Sarà quindi possibile dopo diversi anni, seppure con una disponibilità di somme inferiori a quelle inizialmente finanziate, il riavvio delle opere progettuali, grazie soprattutto all’intervento dell’Assessore Regionale al Territorio e Ambiente Toto Cordaro e all’interesse istituzionale mosso dal Commissario dell’Ente Parco Salvatore Caltagirone che, hanno consegnato i lavori ad un tavolo tecnico.

Soddisfatto l’assessore Toto Cordaro che afferma “tutti gli interventi che saranno realizzati, sono il risultato di un’azione sinergica e di concertazione tra gli attori principali individuati, che hanno condiviso l’idea di un’opera integrata di tutela e valorizzazione di questa parte di patrimonio ambientale della Sicilia.
È davvero importante censire la rete Regionale dei Sentieri escursionistici anche attraverso il loro recupero e la realizzazione di infrastrutture indispensabili alla fruizione del patrimonio ambientale regionale di cui la Sicilia dispone.
Sono certo che la loro valorizzazione, ampliando l’offerta dei servizi turistici, possa favorire la destagionalizzazione in un territorio già ricco di musei tematici e aree di pregio classificati come Global Geopark Unesco, ma aperto anche a tematiche di rilevanza sociale, come quella della “libera accessibilità”, un processo questo che avviene attraverso il superamento di barriere culturali ed architettoniche.
I lavori di recupero e di valorizzazione della sentieristica, continua, hanno in sé un chiaro interesse collettivo, integrandosi con il sistema economico e culturale dell’intero territorio e diventando parte integrante di un ampio programma di promozione delle diverse risorse naturali e culturali.
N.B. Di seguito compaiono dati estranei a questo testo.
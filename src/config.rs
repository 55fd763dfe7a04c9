//! Configuration for parsing and report generation
//!
//! Provides the parser failure policy and the clinical windows/ranges used
//! when assembling a report.

use crate::constants::{
    DEFAULT_HBA1C_WINDOW_DAYS, DEFAULT_LISTING_WINDOW_DAYS, DEFAULT_RANGE_LOWER,
    DEFAULT_RANGE_UPPER, DEFAULT_STATS_WINDOW_DAYS,
};
use crate::{Error, Result};
use serde::{Deserialize, Serialize};

/// Failure policy for the backup parser
///
/// In the default lenient mode a malformed entry is skipped as a whole and its
/// error recorded in the parse statistics; strict mode aborts on the first
/// malformed entry instead.
#[derive(Debug, Clone, Copy, Default, Serialize, Deserialize)]
pub struct ParserConfig {
    /// Abort on the first malformed entry instead of skipping it
    pub strict: bool,
}

impl ParserConfig {
    /// Create a lenient parser configuration
    pub fn new() -> Self {
        Self::default()
    }

    /// Enable strict mode
    pub fn with_strict(mut self) -> Self {
        self.strict = true;
        self
    }
}

/// Windows and target range used when assembling a report
///
/// All windows are measured backwards from the most recent entry in the data,
/// not from the wall clock, so reports over old backups stay meaningful.
#[derive(Debug, Clone, Serialize, Deserialize)]
pub struct ReportConfig {
    /// Days of glucose readings feeding the HbA1c estimate
    pub hba1c_window_days: i64,

    /// Days covered by the summary statistics
    pub stats_window_days: i64,

    /// Days covered by the recent-entries listing
    pub listing_window_days: i64,

    /// Lower bound of the glucose target range (mg/dL, inclusive)
    pub range_lower: i32,

    /// Upper bound of the glucose target range (mg/dL, exclusive)
    pub range_upper: i32,
}

impl Default for ReportConfig {
    fn default() -> Self {
        Self {
            hba1c_window_days: DEFAULT_HBA1C_WINDOW_DAYS,
            stats_window_days: DEFAULT_STATS_WINDOW_DAYS,
            listing_window_days: DEFAULT_LISTING_WINDOW_DAYS,
            range_lower: DEFAULT_RANGE_LOWER,
            range_upper: DEFAULT_RANGE_UPPER,
        }
    }
}

impl ReportConfig {
    /// Create a report configuration with the clinical defaults
    pub fn new() -> Self {
        Self::default()
    }

    /// Set the HbA1c window
    pub fn with_hba1c_window_days(mut self, days: i64) -> Self {
        self.hba1c_window_days = days;
        self
    }

    /// Set the statistics window
    pub fn with_stats_window_days(mut self, days: i64) -> Self {
        self.stats_window_days = days;
        self
    }

    /// Set the listing window
    pub fn with_listing_window_days(mut self, days: i64) -> Self {
        self.listing_window_days = days;
        self
    }

    /// Set the glucose target range
    pub fn with_target_range(mut self, lower: i32, upper: i32) -> Self {
        self.range_lower = lower;
        self.range_upper = upper;
        self
    }

    /// Validate the configuration for consistency
    pub fn validate(&self) -> Result<()> {
        if self.hba1c_window_days <= 0 {
            return Err(Error::configuration(format!(
                "HbA1c window must be positive, got {}",
                self.hba1c_window_days
            )));
        }

        if self.stats_window_days <= 0 {
            return Err(Error::configuration(format!(
                "statistics window must be positive, got {}",
                self.stats_window_days
            )));
        }

        if self.listing_window_days <= 0 {
            return Err(Error::configuration(format!(
                "listing window must be positive, got {}",
                self.listing_window_days
            )));
        }

        if self.range_lower >= self.range_upper {
            return Err(Error::configuration(format!(
                "target range lower bound {} must be below upper bound {}",
                self.range_lower, self.range_upper
            )));
        }

        Ok(())
    }
}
Non bisogna dimenticare, sottolinea, che è attraverso i sentieri che scorre la storia indigena dei luoghi in tutti i suoi aspetti naturalistici ed economici, passaggi di correnti e di culture antiche, sui quali si è edificato e modellato l’ambiente”.

Il Commissario Salvatore Caltagirone con l’auspicio che, l’avvio dei lavori possa concretizzarsi al più presto, si dice “fermamente convinto dell’importanza della questione perché si potranno mettere a segno grandi progressi anche nel campo della governance economica.
Quanto all’efficacia della nostra politica, conclude, vi saranno dei controlli di qualità e delle valutazioni d’impatto su ciò che è sicuramente una grande opera infrastrutturale che darà modo di realizzare una migliore mappatura dei sentieri esistenti, grazie alla collaborazione tra Regione Sicilia e Azienda Foreste Demaniali, e permettendo che si abbiano a disposizione dati utili alla percorribilità e fruizione degli stessi, in condizioni di garanzia e sicurezza ambientale, con apposita segnaletica”.